The accused assailant, 64-year-old James Kester, wanted revenge against the S.C. Department of Mental Health, which had treated his daughter, who died last year. Livingston had over 30 years of service as an administrative assistant for the department before she retired, but when Kester read her obituary, police said her funeral gave him an opportunity to carry out his sick plot.

John Montgomery, dean emeritus and professor at the University of South Carolina School of Law, was one of the 40 mourners standing at Livingston’s grave when Kester carried out his attack.

The State reports:

“The next thing I know, you hear this tremendous roar, and the car was coming right at us. … he just slammed on the accelerator,” said Montgomery, who was grazed by the car, cut but not seriously injured.

“Bodies started flying,” he said. “I do remember seeing my son being flipped up and landing on the hood of the car, crashing onto the windshield and then rolling off the other side as the car went by. My initial thought was ‘He’s been killed.’ I didn’t see my granddaughters.”

After Montgomery saw his son, John, 45, hit, and the car speeding by, he recalls “people yelling and screaming, people crying, ‘Help me.’… There must have been seven or eight people just lying around.”

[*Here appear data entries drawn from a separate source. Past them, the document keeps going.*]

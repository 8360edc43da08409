//! Shared types used across both pipeline stages.
//!
//! These types are serialized to JSON between stages (scan → generate) and
//! must stay identical on both sides.

use serde::{Deserialize, Serialize};

/// One markdown file from a collection directory.
#[derive(Debug, Clone, PartialEq, Serialize, Deserialize)]
pub struct ContentItem {
    /// Filename without extension; unique within its collection.
    pub slug: String,
    /// Frontmatter title, else first `# heading`, else slug with dashes → spaces
    pub title: String,
    /// Frontmatter description (empty when absent)
    #[serde(default)]
    pub description: String,
    #[serde(default, skip_serializing_if = "Option::is_none")]
    pub author: Option<String>,
    #[serde(default, skip_serializing_if = "Option::is_none")]
    pub date: Option<String>,
    /// Raw markdown after the frontmatter block
    pub body: String,
}

/// The two content collections a site is built from.
#[derive(Debug, Clone, Copy, PartialEq, Eq, Hash, Serialize, Deserialize)]
#[serde(rename_all = "kebab-case")]
pub enum CollectionKind {
    CaseStudies,
    UseCases,
}

impl CollectionKind {
    pub const ALL: [CollectionKind; 2] = [CollectionKind::CaseStudies, CollectionKind::UseCases];

    /// Directory under the content root holding this collection's files.
    pub fn source_dir(self) -> &'static str {
        match self {
            CollectionKind::CaseStudies => "case-studies",
            CollectionKind::UseCases => "use-cases",
        }
    }

    /// First URL segment of the detail pages.
    pub fn route(self) -> &'static str {
        match self {
            CollectionKind::CaseStudies => "case-study",
            CollectionKind::UseCases => "use-cases",
        }
    }

    /// Heading used on listing pages.
    pub fn heading(self) -> &'static str {
        match self {
            CollectionKind::CaseStudies => "Case Studies",
            CollectionKind::UseCases => "Use Cases",
        }
    }

    /// Where the "back" link on a detail page points, and its label.
    pub fn back_link(self) -> (&'static str, &'static str) {
        match self {
            CollectionKind::CaseStudies => ("/", "Back to Home"),
            CollectionKind::UseCases => ("/use-cases/", "Back to Use Cases"),
        }
    }

    /// Prefix applied to relative image sources in this collection's bodies.
    ///
    /// Use-case articles reference screenshots by bare filename.
    pub fn image_base(self) -> Option<&'static str> {
        match self {
            CollectionKind::CaseStudies => None,
            CollectionKind::UseCases => Some("/images/use-cases/"),
        }
    }

    /// URL of the detail page for `slug`.
    pub fn detail_url(self, slug: &str) -> String {
        format!("/{}/{}/", self.route(), crate::naming::url_segment(slug))
    }
}

/// All items of one collection, ordered by filename.
#[derive(Debug, Clone, Serialize, Deserialize)]
pub struct Collection {
    pub kind: CollectionKind,
    pub items: Vec<ContentItem>,
}
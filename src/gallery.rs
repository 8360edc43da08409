//! Image gallery and lightbox state.
//!
//! Every rendered document owns one [`GalleryState`] built from the images of
//! its parsed markdown tree, in document order. Inline images are rendered
//! with the index [`GalleryState::index_of`] assigns them; tapping one on a
//! narrow viewport opens a full-screen lightbox that can be swiped, stepped
//! with buttons, and dismissed with Escape.
//!
//! The browser half lives in `static/lightbox.js` and mirrors this module
//! operation for operation:
//!
//! | Rust | JavaScript |
//! |------|------------|
//! | [`GalleryState::open`] | `open(index)` on tap of `.zoomable` |
//! | [`GalleryState::close`] | close button, backdrop tap, Escape |
//! | [`GalleryState::next`] / [`GalleryState::previous`] | buttons, swipe |
//! | [`SwipeTracker`] | `touchstart` / `touchmove` / `touchend` |
//!
//! ## URL Normalization
//!
//! Sources copied out of a deployed site often carry an image-proxy wrapping
//! (`/_next/image?url=%2Fphotos%2Fa.png&w=1080&q=75`). [`normalize_image_url`]
//! unwraps and percent-decodes them so the same picture compares equal however
//! it was referenced. Malformed encodings fall back to the raw string.

use maud::{Markup, PreEscaped, html};
use serde::Serialize;

/// Minimum horizontal travel, in CSS pixels, for a touch gesture to count as a swipe.
pub const DEFAULT_SWIPE_THRESHOLD: f64 = 50.0;

const PROXY_PREFIX: &str = "/_next/image?url=";

/// Undo image-proxy wrapping and percent-encoding.
///
/// Returns `None` for empty sources: such images are not rendered at all.
pub fn normalize_image_url(url: &str) -> Option<String> {
    let url = url.trim();
    if url.is_empty() {
        return None;
    }

    let unwrapped = match url.find(PROXY_PREFIX) {
        // The wrapped URL is itself encoded, so the first raw `&` starts the
        // proxy's own parameters.
        Some(pos) => {
            let inner = &url[pos + PROXY_PREFIX.len()..];
            inner.split('&').next().unwrap_or(inner)
        }
        None => url,
    };

    let decoded = if has_malformed_escape(unwrapped) {
        tracing::debug!(url = unwrapped, "keeping image url with malformed escape");
        unwrapped.to_string()
    } else {
        match urlencoding::decode(unwrapped) {
            Ok(decoded) => decoded.into_owned(),
            Err(err) => {
                tracing::debug!(url = unwrapped, %err, "keeping undecodable image url");
                unwrapped.to_string()
            }
        }
    };
    (!decoded.is_empty()).then_some(decoded)
}

/// A `%` not followed by two hex digits. `urlencoding` passes these through
/// literally; a browser's `decodeURIComponent` rejects the whole string.
fn has_malformed_escape(s: &str) -> bool {
    let bytes = s.as_bytes();
    bytes.iter().enumerate().any(|(i, &b)| {
        b == b'%'
            && !matches!(
                (bytes.get(i + 1), bytes.get(i + 2)),
                (Some(h), Some(l)) if h.is_ascii_hexdigit() && l.is_ascii_hexdigit()
            )
    })
}

/// One entry of a document's image sequence.
#[derive(Debug, Clone, PartialEq, Eq, Serialize)]
pub struct GalleryImage {
    pub url: String,
    pub alt: String,
}

impl GalleryImage {
    /// Build an entry from a raw source; `None` when the source is empty.
    pub fn new(src: &str, alt: &str) -> Option<Self> {
        Some(Self {
            url: normalize_image_url(src)?,
            alt: alt.to_string(),
        })
    }
}

/// Keys the lightbox reacts to.
#[derive(Debug, Clone, Copy, PartialEq, Eq)]
pub enum Key {
    Escape,
    Other,
}

impl Key {
    /// Map a DOM `KeyboardEvent.key` value.
    pub fn from_dom(key: &str) -> Self {
        match key {
            "Escape" | "Esc" => Key::Escape,
            _ => Key::Other,
        }
    }
}

/// Lightbox state for one rendered document.
///
/// Invariants:
/// - `current < images.len()` whenever `images` is non-empty
/// - `zoomed` implies `images` is non-empty
#[derive(Debug, Clone)]
pub struct GalleryState {
    images: Vec<GalleryImage>,
    current: usize,
    zoomed: bool,
    swipe_threshold: f64,
}

impl GalleryState {
    pub fn new(images: Vec<GalleryImage>) -> Self {
        Self::with_threshold(images, DEFAULT_SWIPE_THRESHOLD)
    }

    pub fn with_threshold(images: Vec<GalleryImage>, swipe_threshold: f64) -> Self {
        Self {
            images,
            current: 0,
            zoomed: false,
            swipe_threshold,
        }
    }

    pub fn images(&self) -> &[GalleryImage] {
        &self.images
    }

    pub fn len(&self) -> usize {
        self.images.len()
    }

    pub fn is_empty(&self) -> bool {
        self.images.is_empty()
    }

    pub fn current_index(&self) -> usize {
        self.current
    }

    pub fn current(&self) -> Option<&GalleryImage> {
        self.images.get(self.current)
    }

    pub fn is_zoomed(&self) -> bool {
        self.zoomed
    }

    /// The Escape listener exists exactly while the lightbox is open.
    pub fn escape_listener_attached(&self) -> bool {
        self.zoomed
    }

    /// Whether navigation controls (buttons, counter) are shown.
    pub fn has_navigation(&self) -> bool {
        self.images.len() > 1
    }

    /// Position of a source in the image sequence, after normalization.
    ///
    /// Duplicated sources resolve to their first occurrence.
    pub fn index_of(&self, src: &str) -> Option<usize> {
        let wanted = normalize_image_url(src)?;
        self.images.iter().position(|img| img.url == wanted)
    }

    /// Open the lightbox on `src`, or on the first image if it isn't part of
    /// this document. Does nothing for a document without images.
    pub fn open(&mut self, src: &str) {
        if self.images.is_empty() {
            return;
        }
        self.current = self.index_of(src).unwrap_or(0);
        self.zoomed = true;
    }

    pub fn close(&mut self) {
        self.zoomed = false;
    }

    pub fn next(&mut self) {
        let len = self.images.len();
        if len > 1 {
            self.current = (self.current + 1) % len;
        }
    }

    pub fn previous(&mut self) {
        let len = self.images.len();
        if len > 1 {
            self.current = (self.current + len - 1) % len;
        }
    }

    /// Apply a horizontal gesture of `delta_x` pixels (end − start).
    ///
    /// Leftward travel advances, rightward travel goes back. Returns whether
    /// the gesture counted as a swipe.
    pub fn on_swipe(&mut self, delta_x: f64) -> bool {
        if delta_x <= -self.swipe_threshold {
            self.next();
            true
        } else if delta_x >= self.swipe_threshold {
            self.previous();
            true
        } else {
            false
        }
    }

    /// Handle a key press. Only Escape is bound, and only while open.
    pub fn on_key(&mut self, key: Key) -> bool {
        if self.escape_listener_attached() && key == Key::Escape {
            self.close();
            return true;
        }
        false
    }

    /// 1-based `n / total` label shown under the lightbox image.
    pub fn counter_label(&self) -> Option<String> {
        self.has_navigation()
            .then(|| format!("{} / {}", self.current + 1, self.images.len()))
    }
}

/// Touch bookkeeping for one gesture.
///
/// A tap (start without move) produces no swipe.
#[derive(Debug, Default, Clone, Copy)]
pub struct SwipeTracker {
    start: Option<f64>,
    end: Option<f64>,
}

impl SwipeTracker {
    pub fn touch_start(&mut self, x: f64) {
        self.start = Some(x);
        self.end = None;
    }

    pub fn touch_move(&mut self, x: f64) {
        self.end = Some(x);
    }

    /// Finish the gesture, returning `end − start` if both were recorded.
    pub fn touch_end(&mut self) -> Option<f64> {
        let delta = match (self.start, self.end) {
            (Some(start), Some(end)) => Some(end - start),
            _ => None,
        };
        *self = Self::default();
        delta
    }
}

// ============================================================================
// Markup
// ============================================================================

/// Inline, zoomable image. Renders nothing for an empty source.
pub fn render_inline_image(gallery: &GalleryState, src: &str, alt: &str) -> Markup {
    let Some(url) = normalize_image_url(src) else {
        return html! {};
    };
    let index = gallery.index_of(src).unwrap_or(0);
    let alt = if alt.is_empty() { "Case study image" } else { alt };
    html! {
        figure.zoomable data-gallery-index=(index) {
            img src=(url) alt=(alt) loading="lazy";
        }
    }
}

/// The lightbox overlay for a document. Hidden until opened by script.
///
/// The image list is embedded as JSON so the script never has to scan the DOM.
pub fn render_lightbox(gallery: &GalleryState) -> Markup {
    if gallery.is_empty() {
        return html! {};
    }
    let images_json = serde_json::to_string(gallery.images()).unwrap_or_else(|_| "[]".into());
    let first = &gallery.images()[0];
    html! {
        div.lightbox hidden
            data-swipe-threshold=(gallery.swipe_threshold)
            role="dialog" aria-modal="true" aria-label="Image viewer" {
            script.lightbox-images type="application/json" { (PreEscaped(escape_script_json(&images_json))) }
            div.lightbox-frame {
                img.lightbox-image src=(first.url) alt=(first.alt);
            }
            @if gallery.has_navigation() {
                button.lightbox-prev type="button" aria-label="Previous image" { "←" }
                button.lightbox-next type="button" aria-label="Next image" { "→" }
                div.lightbox-counter { (gallery.counter_label().unwrap_or_default()) }
            }
            button.lightbox-close type="button" aria-label="Close" { "×" }
        }
    }
}

/// Keep embedded JSON from closing its `<script>` element early.
fn escape_script_json(json: &str) -> String {
    json.replace("</", "<\\/")
}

One injured person, who had apparently been struck and carried by the car, was lying nearby, crying, “Help me get away. I’m afraid he’s going to run me over again.”

Montgomery said it looked like the bumper on Kester’s car had snagged in the ground, keeping the car from moving. But before that, it looked like Kester might circle around and come at them again.

Timmons said the woman “presented” the gun at the scene, where the accused assailant’s car had come to a stop amid the low-lying memorial tombstones and plaques.

Police and emergency medical technicians swarmed into the cemetery within two to three minutes, Montgomery said.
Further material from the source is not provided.